■ Problem details:
Look below for the line containing "let name = gateway.to_owned();"; from there through the line containing "if let Err(err)", both lines included, please set down each line exactly and nothing else.

Collected data entries:
* * * * * * *

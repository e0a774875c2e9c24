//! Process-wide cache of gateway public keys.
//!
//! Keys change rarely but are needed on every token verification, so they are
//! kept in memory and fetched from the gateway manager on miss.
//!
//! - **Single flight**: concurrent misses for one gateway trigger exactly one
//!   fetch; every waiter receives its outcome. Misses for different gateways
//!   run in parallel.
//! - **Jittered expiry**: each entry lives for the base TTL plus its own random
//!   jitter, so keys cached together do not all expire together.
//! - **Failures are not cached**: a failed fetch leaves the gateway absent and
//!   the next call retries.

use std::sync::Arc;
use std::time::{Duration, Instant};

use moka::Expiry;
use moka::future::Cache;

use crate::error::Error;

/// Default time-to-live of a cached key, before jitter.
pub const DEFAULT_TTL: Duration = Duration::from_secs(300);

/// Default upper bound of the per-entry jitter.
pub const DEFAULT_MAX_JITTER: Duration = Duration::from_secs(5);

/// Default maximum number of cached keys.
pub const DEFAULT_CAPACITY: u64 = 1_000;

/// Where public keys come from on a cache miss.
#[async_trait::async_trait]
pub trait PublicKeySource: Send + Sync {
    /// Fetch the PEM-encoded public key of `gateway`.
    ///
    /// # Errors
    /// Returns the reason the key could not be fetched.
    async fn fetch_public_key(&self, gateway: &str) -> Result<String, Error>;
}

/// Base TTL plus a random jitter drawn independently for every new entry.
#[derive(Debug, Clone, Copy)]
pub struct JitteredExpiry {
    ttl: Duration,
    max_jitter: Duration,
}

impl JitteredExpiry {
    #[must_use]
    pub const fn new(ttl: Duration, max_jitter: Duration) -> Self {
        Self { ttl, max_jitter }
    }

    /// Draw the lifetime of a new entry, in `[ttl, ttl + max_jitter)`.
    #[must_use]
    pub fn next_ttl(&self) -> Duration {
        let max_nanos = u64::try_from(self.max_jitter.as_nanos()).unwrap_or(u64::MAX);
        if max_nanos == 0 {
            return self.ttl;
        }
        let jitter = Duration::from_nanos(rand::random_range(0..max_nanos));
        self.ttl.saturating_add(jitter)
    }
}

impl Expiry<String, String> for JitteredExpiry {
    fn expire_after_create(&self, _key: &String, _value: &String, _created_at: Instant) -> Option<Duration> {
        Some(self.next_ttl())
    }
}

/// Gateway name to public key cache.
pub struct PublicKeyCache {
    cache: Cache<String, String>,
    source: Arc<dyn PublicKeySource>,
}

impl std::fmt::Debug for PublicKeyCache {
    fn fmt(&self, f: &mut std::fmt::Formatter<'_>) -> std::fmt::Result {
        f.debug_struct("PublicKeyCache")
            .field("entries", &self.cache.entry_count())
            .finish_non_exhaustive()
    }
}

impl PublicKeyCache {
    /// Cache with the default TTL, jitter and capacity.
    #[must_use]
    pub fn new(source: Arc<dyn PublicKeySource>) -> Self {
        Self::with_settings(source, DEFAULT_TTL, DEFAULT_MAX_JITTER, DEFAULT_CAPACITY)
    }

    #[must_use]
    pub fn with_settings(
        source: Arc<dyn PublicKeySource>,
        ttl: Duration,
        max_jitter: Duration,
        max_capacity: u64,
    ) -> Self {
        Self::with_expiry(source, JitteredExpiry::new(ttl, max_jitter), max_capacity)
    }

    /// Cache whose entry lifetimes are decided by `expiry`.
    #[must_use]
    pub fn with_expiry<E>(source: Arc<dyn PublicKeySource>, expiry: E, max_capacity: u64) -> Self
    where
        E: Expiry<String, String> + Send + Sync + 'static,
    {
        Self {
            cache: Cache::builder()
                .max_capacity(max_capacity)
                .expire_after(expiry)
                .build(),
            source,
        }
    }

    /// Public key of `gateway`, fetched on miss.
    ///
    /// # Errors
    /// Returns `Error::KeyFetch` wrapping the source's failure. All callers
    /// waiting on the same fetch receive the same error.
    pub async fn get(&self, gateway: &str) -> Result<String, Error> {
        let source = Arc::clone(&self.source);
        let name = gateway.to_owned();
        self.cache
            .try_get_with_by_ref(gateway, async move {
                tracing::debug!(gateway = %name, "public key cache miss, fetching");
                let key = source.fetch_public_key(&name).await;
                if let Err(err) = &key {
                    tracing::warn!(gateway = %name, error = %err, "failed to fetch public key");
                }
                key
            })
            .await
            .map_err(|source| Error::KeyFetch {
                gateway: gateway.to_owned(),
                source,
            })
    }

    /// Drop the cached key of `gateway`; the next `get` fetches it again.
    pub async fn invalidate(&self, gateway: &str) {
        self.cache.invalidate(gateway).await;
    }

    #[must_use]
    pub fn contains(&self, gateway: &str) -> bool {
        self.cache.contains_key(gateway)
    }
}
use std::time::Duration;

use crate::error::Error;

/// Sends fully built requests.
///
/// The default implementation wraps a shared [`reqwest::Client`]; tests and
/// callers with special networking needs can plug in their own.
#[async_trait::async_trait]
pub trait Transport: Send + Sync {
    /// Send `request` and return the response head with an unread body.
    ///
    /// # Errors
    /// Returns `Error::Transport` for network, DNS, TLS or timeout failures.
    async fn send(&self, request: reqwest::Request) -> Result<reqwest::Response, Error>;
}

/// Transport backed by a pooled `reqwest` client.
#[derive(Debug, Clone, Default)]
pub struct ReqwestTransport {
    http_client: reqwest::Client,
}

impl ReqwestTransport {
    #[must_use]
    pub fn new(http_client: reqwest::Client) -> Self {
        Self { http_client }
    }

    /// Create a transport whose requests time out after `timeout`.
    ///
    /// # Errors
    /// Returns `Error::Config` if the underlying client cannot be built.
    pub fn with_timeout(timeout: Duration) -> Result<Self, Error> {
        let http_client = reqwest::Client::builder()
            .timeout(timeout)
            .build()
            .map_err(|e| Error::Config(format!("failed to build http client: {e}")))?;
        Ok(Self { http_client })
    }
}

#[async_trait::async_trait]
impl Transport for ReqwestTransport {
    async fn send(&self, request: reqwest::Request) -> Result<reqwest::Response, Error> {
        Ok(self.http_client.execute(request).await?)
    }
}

* * * * * * *

■ Result of the exercise:
        let name = gateway.to_owned();
        self.cache
            .try_get_with_by_ref(gateway, async move {
                tracing::debug!(gateway = %name, "public key cache miss, fetching");
                let key = source.fetch_public_key(&name).await;
                if let Err(err) = &key {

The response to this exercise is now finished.